项目作者: sgsfak

项目描述 :
A PostgreSQL Foreign Data Mapper for accessing the OpenCageData API
高级语言: C
项目地址: git://github.com/sgsfak/ocgeo_fdw.git
创建时间: 2020-08-10T07:30:13Z
项目社区:https://github.com/sgsfak/ocgeo_fdw

开源协议:Other

下载


Foreign Data Wrapper for OpenCageData API

This PostgreSQL extension implements a Foreign Data Wrapper (FDW) for the
OpenCageData API.

Please note that this version of ocgeo_fdw works with PostgreSQL version 9.6, 10, 11, 12, 13, and 14.

Installation

To build on POSIX-compliant systems you need to ensure that the PostgreSQL “-dev” package in
installed and that the pg_config executable is in your path when you run make.
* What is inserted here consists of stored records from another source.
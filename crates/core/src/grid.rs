//! Uniform sampling lattice over a rectangular domain.
//!
//! A `SampleGrid` describes `nx * ny` evaluation points with inclusive
//! endpoints on both axes: `x(0) == x_min` and `x(nx - 1) == x_max`.
//! The grid carries its domain so that derived lattices (the interior
//! source sampling used by engines) can span the same region at a
//! different resolution.

use glam::DVec2;

use crate::error::FieldError;

/// A uniform 2D sampling lattice with inclusive domain endpoints.
#[derive(Debug, Clone, Copy, PartialEq)]
pub struct SampleGrid {
    nx: usize,
    ny: usize,
    x_min: f64,
    x_max: f64,
    y_min: f64,
    y_max: f64,
}

impl SampleGrid {
    /// Creates a grid of `nx * ny` points over `[x_min, x_max] x [y_min, y_max]`.
    ///
    /// Returns `FieldError::InvalidDimensions` if either dimension is zero
    /// or if `nx * ny` overflows `usize`.
    pub fn new(
        nx: usize,
        ny: usize,
        x_range: (f64, f64),
        y_range: (f64, f64),
    ) -> Result<Self, FieldError> {
        if nx == 0 || ny == 0 {
            return Err(FieldError::InvalidDimensions);
        }
        nx.checked_mul(ny).ok_or(FieldError::InvalidDimensions)?;
        Ok(Self {
            nx,
            ny,
            x_min: x_range.0,
            x_max: x_range.1,
            y_min: y_range.0,
            y_max: y_range.1,
        })
    }

    /// Creates an `n x n` grid over the centered square `[-half_extent, half_extent]^2`.
    pub fn centered_square(n: usize, half_extent: f64) -> Result<Self, FieldError> {
        Self::new(n, n, (-half_extent, half_extent), (-half_extent, half_extent))
    }

    /// Creates a grid spanning the same domain as `self` at a different resolution.
    pub fn with_resolution(&self, nx: usize, ny: usize) -> Result<Self, FieldError> {
        Self::new(nx, ny, (self.x_min, self.x_max), (self.y_min, self.y_max))
    }

    /// Points per row.
    pub fn nx(&self) -> usize {
        self.nx
    }

    /// Points per column.
    pub fn ny(&self) -> usize {
        self.ny
    }

    /// Total number of sample points.
    pub fn len(&self) -> usize {
        self.nx * self.ny
    }

    /// Always false for a constructed grid (dimensions are validated non-zero).
    pub fn is_empty(&self) -> bool {
        self.len() == 0
    }

    /// The domain as `((x_min, x_max), (y_min, y_max))`.
    pub fn extent(&self) -> ((f64, f64), (f64, f64)) {
        ((self.x_min, self.x_max), (self.y_min, self.y_max))
    }

    /// x-coordinate of column `i`. A single-column grid sits at `x_min`.
    pub fn x(&self, i: usize) -> f64 {
        debug_assert!(i < self.nx);
        if self.nx > 1 {
            self.x_min + (self.x_max - self.x_min) * i as f64 / (self.nx - 1) as f64
        } else {
            self.x_min
        }
    }

    /// y-coordinate of row `j`. A single-row grid sits at `y_min`.
    pub fn y(&self, j: usize) -> f64 {
        debug_assert!(j < self.ny);
        if self.ny > 1 {
            self.y_min + (self.y_max - self.y_min) * j as f64 / (self.ny - 1) as f64
        } else {
            self.y_min
        }
    }

    /// The sample point at `(i, j)`.
    pub fn point(&self, i: usize, j: usize) -> DVec2 {
        DVec2::new(self.x(i), self.y(j))
    }

    /// Converts `(i, j)` indices to a flat row-major index.
    #[inline]
    pub fn idx(&self, i: usize, j: usize) -> usize {
        debug_assert!(i < self.nx && j < self.ny);
        j * self.nx + i
    }

    /// Iterates over all sample points as `(i, j, point)` in row-major order.
    pub fn iter_points(&self) -> impl Iterator<Item = (usize, usize, DVec2)> + '_ {
        (0..self.ny).flat_map(move |j| (0..self.nx).map(move |i| (i, j, self.point(i, j))))
    }
}

#[cfg(test)]
mod tests {
    use super::*;

    #[test]
    fn grid_indexing_is_consistent() {
        let g = SampleGrid::new(4, 3, (0.0, 1.0), (0.0, 1.0)).unwrap();
        assert_eq!(g.idx(0, 0), 0);
        assert_eq!(g.idx(1, 0), 1);
        assert_eq!(g.idx(0, 1), 4);
        assert_eq!(g.idx(3, 2), 11); // (j=2)*4 + i=3 = 11
        assert_eq!(g.len(), 12);
    }

    #[test]
    fn endpoints_are_inclusive() {
        let g = SampleGrid::new(5, 5, (-6.0, 6.0), (-6.0, 6.0)).unwrap();
        assert!((g.x(0) + 6.0).abs() < 1e-12);
        assert!((g.x(4) - 6.0).abs() < 1e-12);
        assert!((g.y(0) + 6.0).abs() < 1e-12);
        assert!((g.y(4) - 6.0).abs() < 1e-12);
        // Interior point of linspace(-6, 6, 5) is 0
        assert!(g.x(2).abs() < 1e-12);
    }

    #[test]
    fn centered_square_spans_symmetric_domain() {
        let g = SampleGrid::centered_square(150, 6.0).unwrap();
        assert_eq!(g.nx(), 150);
        assert_eq!(g.ny(), 150);
        let ((x0, x1), (y0, y1)) = g.extent();
        assert_eq!((x0, x1), (-6.0, 6.0));
        assert_eq!((y0, y1), (-6.0, 6.0));
    }

    #[test]
    fn with_resolution_keeps_domain() {
        let g = SampleGrid::centered_square(150, 6.0).unwrap();
        let src = g.with_resolution(40, 40).unwrap();
        assert_eq!(src.nx(), 40);
        assert_eq!(src.extent(), g.extent());
        assert!((src.x(0) + 6.0).abs() < 1e-12);
        assert!((src.x(39) - 6.0).abs() < 1e-12);
    }

    #[test]
    fn zero_dimension_is_rejected() {
        assert!(matches!(
            SampleGrid::new(0, 5, (0.0, 1.0), (0.0, 1.0)),
            Err(FieldError::InvalidDimensions)
        ));
        assert!(matches!(
            SampleGrid::new(5, 0, (0.0, 1.0), (0.0, 1.0)),
            Err(FieldError::InvalidDimensions)
        ));
    }

    #[test]
    fn overflowing_dimensions_are_rejected() {
        assert!(SampleGrid::new(usize::MAX, 2, (0.0, 1.0), (0.0, 1.0)).is_err());
    }

    #[test]
    fn single_point_axis_sits_at_min() {
        let g = SampleGrid::new(1, 1, (2.0, 5.0), (-3.0, 3.0)).unwrap();
        assert_eq!(g.x(0), 2.0);
        assert_eq!(g.y(0), -3.0);
    }

    #[test]
    fn iter_points_yields_row_major_order() {
        let g = SampleGrid::new(2, 2, (0.0, 1.0), (0.0, 1.0)).unwrap();
        let pts: Vec<(usize, usize, DVec2)> = g.iter_points().collect();
        assert_eq!(pts.len(), 4);
        assert_eq!((pts[0].0, pts[0].1), (0, 0));
        assert_eq!((pts[1].0, pts[1].1), (1, 0));
        assert_eq!((pts[2].0, pts[2].1), (0, 1));
        assert_eq!(pts[3].2, DVec2::new(1.0, 1.0));
    }
}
This executable
is typically in your PostgreSQL installation’s bin directory. E.g. in a recent
Ubuntu Linux you can install
postgresql-server-dev-12 :

  1. sudo apt-get install postgresql-server-dev-12

Also libcurl should have been installed, for example this package for Ubuntu, and please make sure that curl-config is in the PATH.
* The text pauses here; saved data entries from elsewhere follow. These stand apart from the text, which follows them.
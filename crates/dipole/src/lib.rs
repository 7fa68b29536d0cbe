#![deny(unsafe_code)]
//! Dipole-superposition field synthesis engine.
//!
//! Each magnet's interior is discretized into point sources on an auxiliary
//! lattice; every source contributes a softened point-dipole field oriented
//! along the magnet's pole-to-pole axis, and contributions from all magnets
//! accumulate additively. Cells outside every magnet's polygon are marked
//! absent (NaN) so a streamline renderer can skip them.
//!
//! This is a stylized, visually plausible approximation, not a calibrated
//! magnetostatics solver. The softening constant keeps the field finite
//! everywhere, which streamline integration requires.

pub mod scene;

use glam::DVec2;
use serde_json::{json, Value};

use magnet_sketch_core::error::FieldError;
use magnet_sketch_core::field::VectorField;
use magnet_sketch_core::grid::SampleGrid;
use magnet_sketch_core::magnet::Magnet;
use magnet_sketch_core::params::{param_f64, param_usize};
use magnet_sketch_core::FieldEngine;

use scene::MagnetSpec;

/// Default field strength multiplier.
pub const DEFAULT_INTENSITY: f64 = 5.0;
/// Lower bound of the intensity slider range.
pub const INTENSITY_MIN: f64 = 0.1;
/// Upper bound of the intensity slider range.
pub const INTENSITY_MAX: f64 = 20.0;
/// Step of the intensity slider.
pub const INTENSITY_STEP: f64 = 0.1;
/// Default squared-distance softening offset.
pub const DEFAULT_SOFTENING: f64 = 0.3;
/// Default interior source lattice points per axis.
pub const DEFAULT_SOURCE_RESOLUTION: usize = 40;
/// Display grid points per axis used by the reference renderer.
pub const DISPLAY_RESOLUTION: usize = 150;
/// Half-extent of the reference display domain (`[-6, 6]` on both axes).
pub const DOMAIN_HALF_EXTENT: f64 = 6.0;

/// Tunable parameters for [`DipoleField`].
///
/// Use [`Default`] for the reference configuration (intensity 5.0,
/// softening 0.3, 40x40 source lattice).
#[derive(Debug, Clone, Copy, PartialEq)]
pub struct DipoleParams {
    /// Uniform multiplier applied to every source contribution. The UI
    /// clamps its slider to [`INTENSITY_MIN`]..[`INTENSITY_MAX`]; the
    /// engine itself accepts any value.
    pub intensity: f64,
    /// Offset added to squared distance, bounding the field near sources.
    pub softening: f64,
    /// Interior source lattice points per axis.
    pub source_resolution: usize,
}

impl Default for DipoleParams {
    fn default() -> Self {
        Self {
            intensity: DEFAULT_INTENSITY,
            softening: DEFAULT_SOFTENING,
            source_resolution: DEFAULT_SOURCE_RESOLUTION,
        }
    }
}

impl DipoleParams {
    /// Extracts parameters from a JSON object, falling back to defaults.
    pub fn from_json(params: &Value) -> Self {
        Self {
            intensity: param_f64(params, "intensity", DEFAULT_INTENSITY),
            softening: param_f64(params, "softening", DEFAULT_SOFTENING),
            source_resolution: param_usize(
                params,
                "source_resolution",
                DEFAULT_SOURCE_RESOLUTION,
            ),
        }
    }
}

/// Field synthesis engine over a set of polygonal magnets.
///
/// Holds the magnet list and tunables; every [`FieldEngine::synthesize`]
/// call is a full recomputation into a freshly allocated field. Invalid
/// magnets (fewer than three boundary points) are skipped. Coincident
/// poles make a magnet's direction undefined and propagate NaN into the
/// cells its sources reach; the engine neither raises nor repairs this.
pub struct DipoleField {
    magnets: Vec<Magnet>,
    params: DipoleParams,
}

impl DipoleField {
    /// Creates an engine over the given magnets.
    pub fn new(magnets: Vec<Magnet>, params: DipoleParams) -> Self {
        Self { magnets, params }
    }

    /// Creates an engine from a JSON object holding optional `magnets`
    /// (an array of `{boundary, positive_pole, negative_pole}`) plus the
    /// [`DipoleParams`] keys.
    ///
    /// Returns `FieldError::InvalidScene` if the magnets array is present
    /// but malformed.
    pub fn from_json(params: &Value) -> Result<Self, FieldError> {
        let magnets = match params.get("magnets") {
            Some(value) => {
                let specs: Vec<MagnetSpec> = serde_json::from_value(value.clone())
                    .map_err(|e| FieldError::InvalidScene(e.to_string()))?;
                specs.into_iter().map(Magnet::from).collect()
            }
            None => Vec::new(),
        };
        Ok(Self::new(magnets, DipoleParams::from_json(params)))
    }

    /// The magnet list.
    pub fn magnets(&self) -> &[Magnet] {
        &self.magnets
    }

    /// Current parameter values.
    pub fn dipole_params(&self) -> DipoleParams {
        self.params
    }

    /// Interior point sources for one magnet: the auxiliary lattice points
    /// (spanning the main grid's domain at `source_resolution` per axis)
    /// that fall inside the magnet's polygon.
    fn interior_sources(&self, magnet: &Magnet, lattice: &SampleGrid) -> Vec<DVec2> {
        lattice
            .iter_points()
            .filter(|(_, _, p)| magnet.contains(*p))
            .map(|(_, _, p)| p)
            .collect()
    }

    /// Adds one magnet's source contributions into `field`.
    fn accumulate(
        &self,
        magnet: &Magnet,
        grid: &SampleGrid,
        lattice: &SampleGrid,
        field: &mut VectorField,
    ) {
        let m = magnet.magnetization();
        let intensity = self.params.intensity;
        let softening = self.params.softening;
        let (nx, ny) = (grid.nx(), grid.ny());
        let xs: Vec<f64> = (0..nx).map(|i| grid.x(i)).collect();
        let ys: Vec<f64> = (0..ny).map(|j| grid.y(j)).collect();
        let (bx, by) = field.components_mut();

        for s in self.interior_sources(magnet, lattice) {
            for j in 0..ny {
                let dy = ys[j] - s.y;
                for i in 0..nx {
                    let dx = xs[i] - s.x;
                    let r2 = dx * dx + dy * dy + softening;
                    let r = r2.sqrt();
                    let rx = dx / r;
                    let ry = dy / r;
                    let dot = rx * m.x + ry * m.y;
                    // Point-dipole form, scaled by 1 / r2^(3/2).
                    let k = intensity / (r2 * r);
                    let idx = j * nx + i;
                    bx[idx] += k * (3.0 * dot * rx - m.x);
                    by[idx] += k * (3.0 * dot * ry - m.y);
                }
            }
        }
    }
}

impl FieldEngine for DipoleField {
    /// Computes (bx, by) over `grid`.
    ///
    /// With no valid magnet the result is all-zero and fully finite.
    /// Otherwise contributions from every valid magnet are summed, then a
    /// cell is marked absent iff it lies outside *every* valid magnet's
    /// polygon (union masking: overlapping magnets keep each other's
    /// interiors defined, and the result is independent of magnet order).
    fn synthesize(&self, grid: &SampleGrid) -> Result<VectorField, FieldError> {
        let mut field = VectorField::zeros(grid.nx(), grid.ny())?;
        let valid: Vec<&Magnet> = self.magnets.iter().filter(|m| m.is_valid()).collect();
        if valid.is_empty() {
            return Ok(field);
        }
        let lattice =
            grid.with_resolution(self.params.source_resolution, self.params.source_resolution)?;
        for &magnet in &valid {
            self.accumulate(magnet, grid, &lattice, &mut field);
        }
        field.mask_where(|i, j| {
            let p = grid.point(i, j);
            !valid.iter().any(|m| m.contains(p))
        });
        Ok(field)
    }

    fn params(&self) -> Value {
        json!({
            "intensity": self.params.intensity,
            "softening": self.params.softening,
            "source_resolution": self.params.source_resolution,
        })
    }

    fn param_schema(&self) -> Value {
        json!({
            "intensity": {
                "type": "number",
                "default": DEFAULT_INTENSITY,
                "min": INTENSITY_MIN,
                "max": INTENSITY_MAX,
                "step": INTENSITY_STEP,
                "description": "Uniform field strength multiplier"
            },
            "softening": {
                "type": "number",
                "default": DEFAULT_SOFTENING,
                "description": "Squared-distance offset keeping the field finite near sources"
            },
            "source_resolution": {
                "type": "integer",
                "default": DEFAULT_SOURCE_RESOLUTION,
                "description": "Interior source lattice points per axis"
            }
        })
    }
}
Then it’s a matter of running (GNU) make like so:

  1. make && sudo make install

Usage

Load the extension in your database

  1. CREATE EXTENSION ocgeo_fdw;

Create a “Server”

The server provides global information about the OpenCageData API. The only configuration
option required is the API endpoint. The server can be defined as follows:

  1. CREATE SERVER ocdata_server FOREIGN DATA WRAPPER ocgeo_fdw
  2. OPTIONS (uri 'https://api.opencagedata.com/geocode/v1/json');

The name of option for the endpoint should be uri and the URL given should correspond to
the API returning JSON format. Other than that, the name
of the server can be anything you like, instead of ocdata_server.

Create a “user mapping”

Different users of your database can have different keys for accessing the API. The following
statement is necessary for configuring the API key used for the current user.

  1. CREATE USER MAPPING FOR current_user SERVER ocdata_server
  2. OPTIONS (api_key '6d0e711d72d74daeb2b0bfd2a5cdfdba',
  3. max_reqs_sec '1');

Please make sure that you are using the correct server name you have defined if you specified
something different in the CREATE SERVER command

For testing purposes the above SQL command will store the 6d0e711d72d74daeb2b0bfd2a5cdfdba
testing API key that returns successful, but always
the same, responses. The above can be used to check whether the FDW works properly but you can
register for the free plan to get a valid key for more
extensive testing purposes, or, better yet, become a customer!.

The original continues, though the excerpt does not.